DIRECTIONS - In the data that follows, count the lines in which the word "contents" occurs, and report that figure alone.

BEGIN DATA TO USE

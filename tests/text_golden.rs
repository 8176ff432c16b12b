use std::fs;
use std::io::Write;
use tunnel_patcher::compose::{ComposeEditor, ComposeFile, ImageTagUpdate};
use tunnel_patcher::text::{TextEditor, TextOperation};
use tunnel_patcher::{Plan, RewriteResult};

fn load_fixture(name: &str) -> String {
    fs::read_to_string(format!("tests/fixtures/{name}"))
        .unwrap_or_else(|err| panic!("failed to load fixture {name}: {err}"))
}

fn write_temp(contents: &str) -> tempfile::NamedTempFile {
    let mut temp = tempfile::NamedTempFile::new().expect("tempfile");
    temp.write_all(contents.as_bytes()).expect("write temp");
    temp.flush().expect("flush temp");
    temp
}

/// Apply `operations` in order to a temp copy of `input`, then check that a
/// second pass plans nothing.
fn run_golden(input: &str, operations: &[TextOperation]) -> String {
    let temp = write_temp(input);

    for operation in operations {
        let editor = TextEditor::from_path(temp.path()).expect("editor");
        match editor.plan(operation).expect("plan") {
            Plan::Rewrite(rewrite) => {
                let result = rewrite.apply().expect("apply rewrite");
                assert!(matches!(result, RewriteResult::Applied { .. }));
            }
            other => panic!("unexpected plan for {operation}: {other:?}"),
        }
    }

    let output = fs::read_to_string(temp.path()).expect("read output");

    for operation in operations {
        let editor = TextEditor::new(temp.path(), output.clone());
        match editor.plan(operation).expect("plan") {
            Plan::Rewrite(_) => panic!("expected no-op on second application of {operation}"),
            Plan::Unchanged(_) => {}
            Plan::Unmatched(reason) => {
                // A substituted placeholder is gone for good; anything else must still match.
                assert!(
                    matches!(operation, TextOperation::ReplaceAll { .. }),
                    "{operation} stopped matching: {reason}"
                );
            }
        }
    }

    output
}

#[test]
fn hostname_in_env_file_fixture() {
    let output = run_golden(
        &load_fixture("docker_env.input"),
        &[TextOperation::ReplaceValue {
            marker: "MAGENTO_URL".to_string(),
            separator: "=".to_string(),
            value: "4f2a9c.ngrok.io".to_string(),
        }],
    );
    assert_eq!(output, load_fixture("docker_env.expected"));
}

#[test]
fn dockerfile_php_and_sample_data_fixture() {
    let output = run_golden(
        &load_fixture("Dockerfile.input"),
        &[
            TextOperation::ReplaceTag {
                marker: "alexcheng/apache2-php5".to_string(),
                delimiter: ":".to_string(),
                value: "5.6.30".to_string(),
            },
            TextOperation::RemoveLine {
                line: "RUN chmod +x /usr/local/bin/install-sampledata".to_string(),
            },
        ],
    );
    assert_eq!(output, load_fixture("Dockerfile.expected"));
}

#[test]
fn placeholder_fixture() {
    let output = run_golden(
        &load_fixture("local.xml.input"),
        &[TextOperation::ReplaceAll {
            placeholder: "{{TUNNEL_HOST}}".to_string(),
            value: "4f2a9c.ngrok.io".to_string(),
        }],
    );
    assert_eq!(output, load_fixture("local.xml.expected"));
}

#[test]
fn compose_image_tag_fixture() {
    let input = load_fixture("docker-compose.yml.input");
    let temp = write_temp(&input);
    let update = ImageTagUpdate::new("web", "1.9.3.8");

    let editor = ComposeEditor::from_path(temp.path()).expect("editor");
    match editor.plan(&update).expect("plan") {
        Plan::Rewrite(rewrite) => {
            let _ = rewrite.apply().expect("apply rewrite");
        }
        other => panic!("unexpected plan: {other:?}"),
    }

    let output = fs::read_to_string(temp.path()).expect("read output");
    let before: ComposeFile = serde_yaml::from_str(&input).expect("parse input");
    let after: ComposeFile = serde_yaml::from_str(&output).expect("parse output");

    assert_eq!(
        after.services["web"].image.as_deref(),
        Some("alexcheng/magento:1.9.3.8")
    );
    assert_eq!(after.services["db"], before.services["db"]);
    assert_eq!(after.services["web"].extra, before.services["web"].extra);
    assert_eq!(after.extra, before.extra);

    let editor = ComposeEditor::from_path(temp.path()).expect("editor");
    assert!(matches!(
        editor.plan(&update).expect("plan"),
        Plan::Unchanged(_)
    ));
}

END DATA TO USE

ANSWER SPACE - 2